◆ **Exercise goal**
Repeat the data verbatim.

◆ **Exercise inputs**
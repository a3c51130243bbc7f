//! CPU rasterization of vector shape layers into a local premultiplied
//! surface: coverage-tested rectangle/ellipse/line with ~1px soft edges,
//! optional stroke ring, and the two-stop lightened-fill gradient.

use crate::{
    error::{StrataError, StrataResult},
    layer::{GradientMode, ShapeKind, ShapeSpec},
    surface::{Rgba8, Surface},
};

const MAX_SHAPE_DIM: f64 = 4096.0;

/// Second gradient stop: the fill pushed 45% toward white, matching the
/// "lightened fill" look of the canvas editor.
pub(crate) const GRADIENT_LIFT: f32 = 0.45;

pub fn rasterize(spec: &ShapeSpec) -> StrataResult<Surface> {
    if !spec.width.is_finite() || !spec.height.is_finite() {
        return Err(StrataError::validation("shape dimensions must be finite"));
    }
    let w = spec.width.clamp(1.0, MAX_SHAPE_DIM).ceil() as u32;
    let h = spec.height.clamp(1.0, MAX_SHAPE_DIM).ceil() as u32;
    let mut out = Surface::new(w, h)?;

    let light = spec.fill.lightened(GRADIENT_LIFT);
    let stroke_w = spec.stroke_width.max(0.0);

    for y in 0..h {
        for x in 0..w {
            let px = f64::from(x) + 0.5;
            let py = f64::from(y) + 0.5;

            let (fill_cov, stroke_cov) = match spec.kind {
                ShapeKind::Rectangle => rect_coverage(px, py, spec.width, spec.height, stroke_w),
                ShapeKind::Ellipse => ellipse_coverage(px, py, spec.width, spec.height, stroke_w),
                ShapeKind::Line => (0.0, line_coverage(px, py, spec.width, spec.height, stroke_w)),
            };
            if fill_cov <= 0.0 && stroke_cov <= 0.0 {
                continue;
            }

            let fill = match spec.gradient {
                GradientMode::None => spec.fill,
                GradientMode::Vertical => mix(spec.fill, light, py / spec.height.max(1.0)),
                GradientMode::Horizontal => mix(spec.fill, light, px / spec.width.max(1.0)),
            };

            // Stroke paints over fill inside its band.
            let mut color = scale_premul(fill.premul(), fill_cov as f32);
            if stroke_cov > 0.0 {
                color = over_premul(color, scale_premul(spec.stroke.premul(), stroke_cov as f32));
            }
            out.set_pixel(x, y, color);
        }
    }
    Ok(out)
}

/// Signed-distance style coverage for an axis-aligned rectangle spanning
/// the full surface; the stroke is an inward band of `stroke_w`.
fn rect_coverage(px: f64, py: f64, w: f64, h: f64, stroke_w: f64) -> (f64, f64) {
    let inside = px.min(w - px).min(py).min(h - py);
    let fill = soft_step(inside);
    let stroke = if stroke_w > 0.0 {
        fill * soft_step(stroke_w - inside)
    } else {
        0.0
    };
    (fill, stroke)
}

fn ellipse_coverage(px: f64, py: f64, w: f64, h: f64, stroke_w: f64) -> (f64, f64) {
    let rx = (w / 2.0).max(0.5);
    let ry = (h / 2.0).max(0.5);
    let nx = (px - rx) / rx;
    let ny = (py - ry) / ry;
    // Approximate pixel distance to the boundary from the normalized
    // implicit value, scaled by the mean radius.
    let d = (1.0 - (nx * nx + ny * ny).sqrt()) * (rx + ry) / 2.0;
    let fill = soft_step(d);
    let stroke = if stroke_w > 0.0 {
        fill * soft_step(stroke_w - d)
    } else {
        0.0
    };
    (fill, stroke)
}

/// A line runs corner-to-corner through the local box; only the stroke
/// paints.
fn line_coverage(px: f64, py: f64, w: f64, h: f64, stroke_w: f64) -> f64 {
    let half = (stroke_w.max(1.0)) / 2.0;
    let len_sq = w * w + h * h;
    if len_sq <= 0.0 {
        return 0.0;
    }
    let t = ((px * w + py * h) / len_sq).clamp(0.0, 1.0);
    let dx = px - t * w;
    let dy = py - t * h;
    soft_step(half - (dx * dx + dy * dy).sqrt())
}

/// 1px-wide linear edge ramp around distance zero.
fn soft_step(d: f64) -> f64 {
    (d + 0.5).clamp(0.0, 1.0)
}

fn mix(a: Rgba8, b: Rgba8, t: f64) -> Rgba8 {
    let t = t.clamp(0.0, 1.0) as f32;
    let lerp = |x: u8, y: u8| -> u8 { (f32::from(x) + (f32::from(y) - f32::from(x)) * t).round() as u8 };
    Rgba8::new(
        lerp(a.r, b.r),
        lerp(a.g, b.g),
        lerp(a.b, b.b),
        lerp(a.a, b.a),
    )
}

fn scale_premul(px: [u8; 4], f: f32) -> [u8; 4] {
    let f = f.clamp(0.0, 1.0);
    [
        (f32::from(px[0]) * f).round() as u8,
        (f32::from(px[1]) * f).round() as u8,
        (f32::from(px[2]) * f).round() as u8,
        (f32::from(px[3]) * f).round() as u8,
    ]
}

fn over_premul(dst: [u8; 4], src: [u8; 4]) -> [u8; 4] {
    crate::composite::over(dst, src, 1.0)
}

#[cfg(test)]
mod tests {
    use super::*;

    fn spec(kind: ShapeKind) -> ShapeSpec {
        ShapeSpec {
            kind,
            width: 20.0,
            height: 10.0,
            fill: Rgba8::new(200, 40, 40, 255),
            stroke: Rgba8::BLACK,
            stroke_width: 0.0,
            gradient: GradientMode::None,
        }
    }

    #[test]
    fn rectangle_fills_interior() {
        let s = rasterize(&spec(ShapeKind::Rectangle)).unwrap();
        assert_eq!((s.width(), s.height()), (20, 10));
        assert_eq!(s.pixel(10, 5), [200, 40, 40, 255]);
    }

    #[test]
    fn ellipse_corners_are_empty() {
        let s = rasterize(&spec(ShapeKind::Ellipse)).unwrap();
        assert_eq!(s.pixel(0, 0)[3], 0);
        assert_eq!(s.pixel(10, 5)[3], 255);
    }

    #[test]
    fn line_paints_only_near_the_diagonal() {
        let mut sp = spec(ShapeKind::Line);
        sp.stroke_width = 2.0;
        let s = rasterize(&sp).unwrap();
        // On the diagonal midpoint: covered. Far corner off the diagonal: not.
        assert!(s.pixel(10, 5)[3] > 0);
        assert_eq!(s.pixel(19, 0)[3], 0);
    }

    #[test]
    fn vertical_gradient_lightens_toward_bottom() {
        let mut sp = spec(ShapeKind::Rectangle);
        sp.gradient = GradientMode::Vertical;
        let s = rasterize(&sp).unwrap();
        let top = s.pixel(10, 0);
        let bottom = s.pixel(10, 9);
        assert!(bottom[0] > top[0]);
        assert!(bottom[1] > top[1]);
    }

    #[test]
    fn stroke_ring_darkens_the_border() {
        let mut sp = spec(ShapeKind::Rectangle);
        sp.stroke_width = 2.0;
        let s = rasterize(&sp).unwrap();
        // Border pixel carries stroke color, interior keeps fill.
        assert_eq!(s.pixel(1, 5), [0, 0, 0, 255]);
        assert_eq!(s.pixel(10, 5), [200, 40, 40, 255]);
    }

    #[test]
    fn degenerate_dimensions_are_rejected() {
        let mut sp = spec(ShapeKind::Rectangle);
        sp.width = f64::NAN;
        assert!(rasterize(&sp).is_err());
    }
}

◆ **Task result**
repository a3c51130243bbc7f
//! CPU rasterization of vector shape layers into a local premultiplied
//! surface: coverage-tested rectangle/ellipse/line with ~1px soft edges,
//! optional stroke ring, and the two-stop lightened-fill gradient.

use crate::{
    error::{StrataError, StrataResult},
    layer::{GradientMode, ShapeKind, ShapeSpec},
    surface::{Rgba8, Surface},
};

const MAX_SHAPE_DIM: f64 = 4096.0;

/// Second gradient stop: the fill pushed 45% toward white, matching the
/// "lightened fill" look of the canvas editor.
pub(crate) const GRADIENT_LIFT: f32 = 0.45;

pub fn rasterize(spec: &ShapeSpec) -> StrataResult<Surface> {
    if !spec.width.is_finite() || !spec.height.is_finite() {
        return Err(StrataError::validation("shape dimensions must be finite"));
    }
    let w = spec.width.clamp(1.0, MAX_SHAPE_DIM).ceil() as u32;
    let h = spec.height.clamp(1.0, MAX_SHAPE_DIM).ceil() as u32;
    let mut out = Surface::new(w, h)?;

    let light = spec.fill.lightened(GRADIENT_LIFT);
    let stroke_w = spec.stroke_width.max(0.0);

    for y in 0..h {
        for x in 0..w {
            let px = f64::from(x) + 0.5;
            let py = f64::from(y) + 0.5;

            let (fill_cov, stroke_cov) = match spec.kind {
                ShapeKind::Rectangle => rect_coverage(px, py, spec.width, spec.height, stroke_w),
                ShapeKind::Ellipse => ellipse_coverage(px, py, spec.width, spec.height, stroke_w),
                ShapeKind::Line => (0.0, line_coverage(px, py, spec.width, spec.height, stroke_w)),
            };
            if fill_cov <= 0.0 && stroke_cov <= 0.0 {
                continue;
            }

            let fill = match spec.gradient {
                GradientMode::None => spec.fill,
                GradientMode::Vertical => mix(spec.fill, light, py / spec.height.max(1.0)),
                GradientMode::Horizontal => mix(spec.fill, light, px / spec.width.max(1.0)),
            };

            // Stroke paints over fill inside its band.
            let mut color = scale_premul(fill.premul(), fill_cov as f32);
            if stroke_cov > 0.0 {
                color = over_premul(color, scale_premul(spec.stroke.premul(), stroke_cov as f32));
            }
            out.set_pixel(x, y, color);
        }
    }
    Ok(out)
}

/// Signed-distance style coverage for an axis-aligned rectangle spanning
/// the full surface; the stroke is an inward band of `stroke_w`.
fn rect_coverage(px: f64, py: f64, w: f64, h: f64, stroke_w: f64) -> (f64, f64) {
    let inside = px.min(w - px).min(py).min(h - py);
    let fill = soft_step(inside);
    let stroke = if stroke_w > 0.0 {
        fill * soft_step(stroke_w - inside)
    } else {
        0.0
    };
    (fill, stroke)
}

fn ellipse_coverage(px: f64, py: f64, w: f64, h: f64, stroke_w: f64) -> (f64, f64) {
    let rx = (w / 2.0).max(0.5);
    let ry = (h / 2.0).max(0.5);
    let nx = (px - rx) / rx;
    let ny = (py - ry) / ry;
    // Approximate pixel distance to the boundary from the normalized
    // implicit value, scaled by the mean radius.
    let d = (1.0 - (nx * nx + ny * ny).sqrt()) * (rx + ry) / 2.0;
    let fill = soft_step(d);
    let stroke = if stroke_w > 0.0 {
        fill * soft_step(stroke_w - d)
    } else {
        0.0
    };
    (fill, stroke)
}

/// A line runs corner-to-corner through the local box; only the stroke
/// paints.
fn line_coverage(px: f64, py: f64, w: f64, h: f64, stroke_w: f64) -> f64 {
    let half = (stroke_w.max(1.0)) / 2.0;
    let len_sq = w * w + h * h;
    if len_sq <= 0.0 {
        return 0.0;
    }
    let t = ((px * w + py * h) / len_sq).clamp(0.0, 1.0);
    let dx = px - t * w;
    let dy = py - t * h;
    soft_step(half - (dx * dx + dy * dy).sqrt())
}

/// 1px-wide linear edge ramp around distance zero.
fn soft_step(d: f64) -> f64 {
    (d + 0.5).clamp(0.0, 1.0)
}

fn mix(a: Rgba8, b: Rgba8, t: f64) -> Rgba8 {
    let t = t.clamp(0.0, 1.0) as f32;
    let lerp = |x: u8, y: u8| -> u8 { (f32::from(x) + (f32::from(y) - f32::from(x)) * t).round() as u8 };
    Rgba8::new(
        lerp(a.r, b.r),
        lerp(a.g, b.g),
        lerp(a.b, b.b),
        lerp(a.a, b.a),
    )
}

fn scale_premul(px: [u8; 4], f: f32) -> [u8; 4] {
    let f = f.clamp(0.0, 1.0);
    [
        (f32::from(px[0]) * f).round() as u8,
        (f32::from(px[1]) * f).round() as u8,
        (f32::from(px[2]) * f).round() as u8,
        (f32::from(px[3]) * f).round() as u8,
    ]
}

fn over_premul(dst: [u8; 4], src: [u8; 4]) -> [u8; 4] {
    crate::composite::over(dst, src, 1.0)
}

#[cfg(test)]
mod tests {
    use super::*;

    fn spec(kind: ShapeKind) -> ShapeSpec {
        ShapeSpec {
            kind,
            width: 20.0,
            height: 10.0,
            fill: Rgba8::new(200, 40, 40, 255),
            stroke: Rgba8::BLACK,
            stroke_width: 0.0,
            gradient: GradientMode::None,
        }
    }

    #[test]
    fn rectangle_fills_interior() {
        let s = rasterize(&spec(ShapeKind::Rectangle)).unwrap();
        assert_eq!((s.width(), s.height()), (20, 10));
        assert_eq!(s.pixel(10, 5), [200, 40, 40, 255]);
    }

    #[test]
    fn ellipse_corners_are_empty() {
        let s = rasterize(&spec(ShapeKind::Ellipse)).unwrap();
        assert_eq!(s.pixel(0, 0)[3], 0);
        assert_eq!(s.pixel(10, 5)[3], 255);
    }

    #[test]
    fn line_paints_only_near_the_diagonal() {
        let mut sp = spec(ShapeKind::Line);
        sp.stroke_width = 2.0;
        let s = rasterize(&sp).unwrap();
        // On the diagonal midpoint: covered. Far corner off the diagonal: not.
        assert!(s.pixel(10, 5)[3] > 0);
        assert_eq!(s.pixel(19, 0)[3], 0);
    }

    #[test]
    fn vertical_gradient_lightens_toward_bottom() {
        let mut sp = spec(ShapeKind::Rectangle);
        sp.gradient = GradientMode::Vertical;
        let s = rasterize(&sp).unwrap();
        let top = s.pixel(10, 0);
        let bottom = s.pixel(10, 9);
        assert!(bottom[0] > top[0]);
        assert!(bottom[1] > top[1]);
    }

    #[test]
    fn stroke_ring_darkens_the_border() {
        let mut sp = spec(ShapeKind::Rectangle);
        sp.stroke_width = 2.0;
        let s = rasterize(&sp).unwrap();
        // Border pixel carries stroke color, interior keeps fill.
        assert_eq!(s.pixel(1, 5), [0, 0, 0, 255]);
        assert_eq!(s.pixel(10, 5), [200, 40, 40, 255]);
    }

    #[test]
    fn degenerate_dimensions_are_rejected() {
        let mut sp = spec(ShapeKind::Rectangle);
        sp.width = f64::NAN;
        assert!(rasterize(&sp).is_err());
    }
}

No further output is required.